• TASK OBJECTIVE:
Copies of all lines that contain "impl" are needed; take them from the data below.

-.-.-

use derive_more::Display;
use std::sync::OnceLock;

/// Log levels, ordered by severity
#[derive(Debug, Clone, Copy, PartialEq, Eq, PartialOrd, Ord, Display)]
pub enum LogLevel {
    #[display(fmt = "TRACE")]
    Trace = 0,
    #[display(fmt = "DEBUG")]
    Debug = 1,
    #[display(fmt = " INFO")]
    Info = 2,
    #[display(fmt = " WARN")]
    Warn = 3,
    #[display(fmt = "ERROR")]
    Error = 4,
}

/// Layer that produced a log line
#[derive(Debug, Clone, Display)]
pub enum LogComponent {
    #[display(fmt = "DOM:{}", _0)]
    Domain(&'static str),
    #[display(fmt = "APP:{}", _0)]
    Application(&'static str),
    #[display(fmt = "INF:{}", _0)]
    Infrastructure(&'static str),
    #[display(fmt = "PRE:{}", _0)]
    Presentation(&'static str),
}

#[derive(Debug, Clone)]
pub struct LogEntry {
    pub timestamp: u64,
    pub level: LogLevel,
    pub component: LogComponent,
    pub message: String,
}

impl LogEntry {
    pub fn new(level: LogLevel, component: LogComponent, message: &str) -> Self {
        Self {
            timestamp: get_time_provider().current_timestamp(),
            level,
            component,
            message: message.to_string(),
        }
    }

    /// `[time] LEVEL COMPONENT: message`
    pub fn render(&self) -> String {
        format!(
            "[{}] {} {}: {}",
            get_time_provider().format_timestamp(self.timestamp),
            self.level,
            self.component,
            self.message
        )
    }
}

pub trait TimeProvider: Send + Sync {
    fn current_timestamp(&self) -> u64;
    fn format_timestamp(&self, timestamp: u64) -> String;
}

pub trait Logger: Send + Sync {
    fn log(&self, entry: LogEntry);

    fn debug(&self, component: LogComponent, message: &str) {
        self.log(LogEntry::new(LogLevel::Debug, component, message));
    }

    fn info(&self, component: LogComponent, message: &str) {
        self.log(LogEntry::new(LogLevel::Info, component, message));
    }

    fn warn(&self, component: LogComponent, message: &str) {
        self.log(LogEntry::new(LogLevel::Warn, component, message));
    }

    fn error(&self, component: LogComponent, message: &str) {
        self.log(LogEntry::new(LogLevel::Error, component, message));
    }
}

static GLOBAL_LOGGER: OnceLock<Box<dyn Logger>> = OnceLock::new();
static GLOBAL_TIME_PROVIDER: OnceLock<Box<dyn TimeProvider>> = OnceLock::new();

/// Install the process-wide logger. Later calls are ignored.
pub fn init_logger(logger: Box<dyn Logger>) {
    let _ = GLOBAL_LOGGER.set(logger);
}

pub fn init_time_provider(time_provider: Box<dyn TimeProvider>) {
    let _ = GLOBAL_TIME_PROVIDER.set(time_provider);
}

pub fn get_logger() -> &'static dyn Logger {
    GLOBAL_LOGGER.get().map(|logger| logger.as_ref()).unwrap_or(&NoOpLogger)
}

pub fn get_time_provider() -> &'static dyn TimeProvider {
    GLOBAL_TIME_PROVIDER.get().map(|provider| provider.as_ref()).unwrap_or(&CounterTimeProvider)
}

struct NoOpLogger;
impl Logger for NoOpLogger {
    fn log(&self, _entry: LogEntry) {}
}

/// Monotonic counter used until a real clock is installed (native tests).
struct CounterTimeProvider;
impl TimeProvider for CounterTimeProvider {
    fn current_timestamp(&self) -> u64 {
        use std::sync::atomic::{AtomicU64, Ordering};
        static COUNTER: AtomicU64 = AtomicU64::new(0);
        COUNTER.fetch_add(1, Ordering::Relaxed)
    }

    fn format_timestamp(&self, timestamp: u64) -> String {
        format!("{timestamp:06}")
    }
}

#[macro_export]
macro_rules! log_debug {
    ($component:expr, $($arg:tt)*) => {
        #[cfg(debug_assertions)]
        {
            $crate::domain::logging::get_logger().debug($component, &format!($($arg)*));
        }
    };
}

#[macro_export]
macro_rules! log_info {
    ($component:expr, $($arg:tt)*) => {
        $crate::domain::logging::get_logger().info($component, &format!($($arg)*));
    };
}

#[macro_export]
macro_rules! log_warn {
    ($component:expr, $($arg:tt)*) => {
        $crate::domain::logging::get_logger().warn($component, &format!($($arg)*));
    };
}

#[macro_export]
macro_rules! log_error {
    ($component:expr, $($arg:tt)*) => {
        $crate::domain::logging::get_logger().error($component, &format!($($arg)*));
    };
}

-.-.-

• RESPONSE TO THE TASK:
impl LogEntry {
impl Logger for NoOpLogger {
impl TimeProvider for CounterTimeProvider {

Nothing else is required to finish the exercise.